• _Material for this exercise_:
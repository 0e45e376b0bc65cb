// Copyright (c) 2026 Amunchain
// Licensed under the Apache License, Version 2.0 (the "License");
// you may not use this file except in compliance with the License.
// You may obtain a copy of the License at
//     http://www.apache.org/licenses/LICENSE-2.0
// Unless required by applicable law or agreed to in writing, software
// distributed under the License is distributed on an "AS IS" BASIS,
// WITHOUT WARRANTIES OR CONDITIONS OF ANY KIND, either express or implied.
// See the License for the specific language governing permissions and
// limitations under the License.

#![forbid(unsafe_code)]
#![warn(missing_docs)]

//! Transactions: model, wire codec, fees, the (type, subtype) behavior registry and the
//! unconfirmed pool.

use serde::{Deserialize, Serialize};
use std::collections::HashMap;
use std::fmt;
use thiserror::Error;

use crate::core::ledger::LedgerError;
use crate::core::types::CodecError;

/// Account control transactions.
pub mod account_control;
/// Attachments and optional appendages with their wire encodings.
pub mod appendix;
/// Block reward transaction.
pub mod coinbase;
/// Assets.
pub mod colored_coins;
/// Fee schedules.
pub mod fee;
/// Messaging, aliases, polls, phasing votes, account info and properties.
pub mod messaging;
/// Plain payments.
pub mod payment;
/// Unconfirmed transaction pool.
pub mod pool;
/// Behavior registry and the generic validate/apply pipeline.
pub mod registry;
/// Immutable signed transaction.
pub mod transaction;

/// Transaction validation failure.
#[derive(Debug, Error, Clone, PartialEq, Eq)]
pub enum ValidationError {
    /// Permanently invalid.
    #[error("not valid: {0}")]
    NotValid(String),
    /// Possibly valid later or on another fork.
    #[error("not currently valid: {0}")]
    NotCurrentlyValid(String),
}

impl ValidationError {
    /// Permanently invalid.
    pub fn not_valid(msg: impl Into<String>) -> Self {
        Self::NotValid(msg.into())
    }

    /// Not valid right now.
    pub fn not_currently_valid(msg: impl Into<String>) -> Self {
        Self::NotCurrentlyValid(msg.into())
    }
}

impl From<CodecError> for ValidationError {
    fn from(e: CodecError) -> Self {
        Self::NotValid(format!("codec: {e}"))
    }
}

impl From<LedgerError> for ValidationError {
    fn from(e: LedgerError) -> Self {
        Self::NotCurrentlyValid(format!("ledger: {e}"))
    }
}

/// (type, subtype) pair.
#[derive(Clone, Copy, PartialEq, Eq, PartialOrd, Ord, Hash, Serialize, Deserialize)]
pub struct TxKind {
    /// Type byte.
    #[serde(rename = "type")]
    pub ty: u8,
    /// Subtype (low nibble on the wire).
    pub subtype: u8,
}

impl TxKind {
    pub const ORDINARY_PAYMENT: TxKind = TxKind::new(0, 0);
    pub const ARBITRARY_MESSAGE: TxKind = TxKind::new(1, 0);
    pub const ALIAS_ASSIGNMENT: TxKind = TxKind::new(1, 1);
    pub const POLL_CREATION: TxKind = TxKind::new(1, 2);
    pub const VOTE_CASTING: TxKind = TxKind::new(1, 3);
    pub const PHASING_VOTE_CASTING: TxKind = TxKind::new(1, 4);
    pub const ACCOUNT_INFO: TxKind = TxKind::new(1, 5);
    pub const ALIAS_SELL: TxKind = TxKind::new(1, 6);
    pub const ALIAS_BUY: TxKind = TxKind::new(1, 7);
    pub const ALIAS_DELETE: TxKind = TxKind::new(1, 8);
    pub const ACCOUNT_PROPERTY: TxKind = TxKind::new(1, 10);
    pub const ACCOUNT_PROPERTY_DELETE: TxKind = TxKind::new(1, 11);
    pub const ASSET_ISSUANCE: TxKind = TxKind::new(2, 0);
    pub const ASSET_TRANSFER: TxKind = TxKind::new(2, 1);
    pub const DIVIDEND_PAYMENT: TxKind = TxKind::new(2, 6);
    pub const ASSET_DELETE: TxKind = TxKind::new(2, 7);
    pub const EFFECTIVE_BALANCE_LEASING: TxKind = TxKind::new(4, 0);
    pub const SET_PHASING_ONLY: TxKind = TxKind::new(4, 1);
    pub const COINBASE: TxKind = TxKind::new(9, 0);

    /// Construct.
    pub const fn new(ty: u8, subtype: u8) -> Self {
        Self { ty, subtype }
    }

    /// True for the block reward type.
    pub fn is_coinbase(self) -> bool {
        self == Self::COINBASE
    }
}

impl fmt::Debug for TxKind {
    fn fmt(&self, f: &mut fmt::Formatter<'_>) -> fmt::Result {
        write!(f, "TxKind({}:{})", self.ty, self.subtype)
    }
}

/// Uniqueness buckets shared by every transaction of one block (or one generation round).
pub type Duplicates = HashMap<TxKind, HashMap<String, usize>>;

/// Count `key` in `bucket`; true if it had already reached `max_count`.
pub fn is_duplicate(bucket: TxKind, key: &str, duplicates: &mut Duplicates, max_count: usize) -> bool {
    let counts = duplicates.entry(bucket).or_default();
    let seen = counts.entry(key.to_string()).or_insert(0);
    if *seen >= max_count {
        return true;
    }
    *seen += 1;
    false
}

#[cfg(test)]
mod tests {
    use super::*;

    #[test]
    fn duplicate_buckets_count_per_key() {
        let mut d = Duplicates::new();
        assert!(!is_duplicate(TxKind::ALIAS_ASSIGNMENT, "amun", &mut d, 1));
        assert!(is_duplicate(TxKind::ALIAS_ASSIGNMENT, "amun", &mut d, 1));
        assert!(!is_duplicate(TxKind::ALIAS_ASSIGNMENT, "other", &mut d, 1));
        assert!(!is_duplicate(TxKind::POLL_CREATION, "amun", &mut d, 1));
    }
}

• _Exercise prompt_: What you write must be identical to the material above.

• _Result for this task_:
repository 0e45e376b0bc65cb
// Copyright (c) 2026 Amunchain
// Licensed under the Apache License, Version 2.0 (the "License");
// you may not use this file except in compliance with the License.
// You may obtain a copy of the License at
//     http://www.apache.org/licenses/LICENSE-2.0
// Unless required by applicable law or agreed to in writing, software
// distributed under the License is distributed on an "AS IS" BASIS,
// WITHOUT WARRANTIES OR CONDITIONS OF ANY KIND, either express or implied.
// See the License for the specific language governing permissions and
// limitations under the License.

#![forbid(unsafe_code)]
#![warn(missing_docs)]

//! Transactions: model, wire codec, fees, the (type, subtype) behavior registry and the
//! unconfirmed pool.

use serde::{Deserialize, Serialize};
use std::collections::HashMap;
use std::fmt;
use thiserror::Error;

use crate::core::ledger::LedgerError;
use crate::core::types::CodecError;

/// Account control transactions.
pub mod account_control;
/// Attachments and optional appendages with their wire encodings.
pub mod appendix;
/// Block reward transaction.
pub mod coinbase;
/// Assets.
pub mod colored_coins;
/// Fee schedules.
pub mod fee;
/// Messaging, aliases, polls, phasing votes, account info and properties.
pub mod messaging;
/// Plain payments.
pub mod payment;
/// Unconfirmed transaction pool.
pub mod pool;
/// Behavior registry and the generic validate/apply pipeline.
pub mod registry;
/// Immutable signed transaction.
pub mod transaction;

/// Transaction validation failure.
#[derive(Debug, Error, Clone, PartialEq, Eq)]
pub enum ValidationError {
    /// Permanently invalid.
    #[error("not valid: {0}")]
    NotValid(String),
    /// Possibly valid later or on another fork.
    #[error("not currently valid: {0}")]
    NotCurrentlyValid(String),
}

impl ValidationError {
    /// Permanently invalid.
    pub fn not_valid(msg: impl Into<String>) -> Self {
        Self::NotValid(msg.into())
    }

    /// Not valid right now.
    pub fn not_currently_valid(msg: impl Into<String>) -> Self {
        Self::NotCurrentlyValid(msg.into())
    }
}

impl From<CodecError> for ValidationError {
    fn from(e: CodecError) -> Self {
        Self::NotValid(format!("codec: {e}"))
    }
}

impl From<LedgerError> for ValidationError {
    fn from(e: LedgerError) -> Self {
        Self::NotCurrentlyValid(format!("ledger: {e}"))
    }
}

/// (type, subtype) pair.
#[derive(Clone, Copy, PartialEq, Eq, PartialOrd, Ord, Hash, Serialize, Deserialize)]
pub struct TxKind {
    /// Type byte.
    #[serde(rename = "type")]
    pub ty: u8,
    /// Subtype (low nibble on the wire).
    pub subtype: u8,
}

impl TxKind {
    pub const ORDINARY_PAYMENT: TxKind = TxKind::new(0, 0);
    pub const ARBITRARY_MESSAGE: TxKind = TxKind::new(1, 0);
    pub const ALIAS_ASSIGNMENT: TxKind = TxKind::new(1, 1);
    pub const POLL_CREATION: TxKind = TxKind::new(1, 2);
    pub const VOTE_CASTING: TxKind = TxKind::new(1, 3);
    pub const PHASING_VOTE_CASTING: TxKind = TxKind::new(1, 4);
    pub const ACCOUNT_INFO: TxKind = TxKind::new(1, 5);
    pub const ALIAS_SELL: TxKind = TxKind::new(1, 6);
    pub const ALIAS_BUY: TxKind = TxKind::new(1, 7);
    pub const ALIAS_DELETE: TxKind = TxKind::new(1, 8);
    pub const ACCOUNT_PROPERTY: TxKind = TxKind::new(1, 10);
    pub const ACCOUNT_PROPERTY_DELETE: TxKind = TxKind::new(1, 11);
    pub const ASSET_ISSUANCE: TxKind = TxKind::new(2, 0);
    pub const ASSET_TRANSFER: TxKind = TxKind::new(2, 1);
    pub const DIVIDEND_PAYMENT: TxKind = TxKind::new(2, 6);
    pub const ASSET_DELETE: TxKind = TxKind::new(2, 7);
    pub const EFFECTIVE_BALANCE_LEASING: TxKind = TxKind::new(4, 0);
    pub const SET_PHASING_ONLY: TxKind = TxKind::new(4, 1);
    pub const COINBASE: TxKind = TxKind::new(9, 0);

    /// Construct.
    pub const fn new(ty: u8, subtype: u8) -> Self {
        Self { ty, subtype }
    }

    /// True for the block reward type.
    pub fn is_coinbase(self) -> bool {
        self == Self::COINBASE
    }
}

impl fmt::Debug for TxKind {
    fn fmt(&self, f: &mut fmt::Formatter<'_>) -> fmt::Result {
        write!(f, "TxKind({}:{})", self.ty, self.subtype)
    }
}

/// Uniqueness buckets shared by every transaction of one block (or one generation round).
pub type Duplicates = HashMap<TxKind, HashMap<String, usize>>;

/// Count `key` in `bucket`; true if it had already reached `max_count`.
pub fn is_duplicate(bucket: TxKind, key: &str, duplicates: &mut Duplicates, max_count: usize) -> bool {
    let counts = duplicates.entry(bucket).or_default();
    let seen = counts.entry(key.to_string()).or_insert(0);
    if *seen >= max_count {
        return true;
    }
    *seen += 1;
    false
}

#[cfg(test)]
mod tests {
    use super::*;

    #[test]
    fn duplicate_buckets_count_per_key() {
        let mut d = Duplicates::new();
        assert!(!is_duplicate(TxKind::ALIAS_ASSIGNMENT, "amun", &mut d, 1));
        assert!(is_duplicate(TxKind::ALIAS_ASSIGNMENT, "amun", &mut d, 1));
        assert!(!is_duplicate(TxKind::ALIAS_ASSIGNMENT, "other", &mut d, 1));
        assert!(!is_duplicate(TxKind::POLL_CREATION, "amun", &mut d, 1));
    }
}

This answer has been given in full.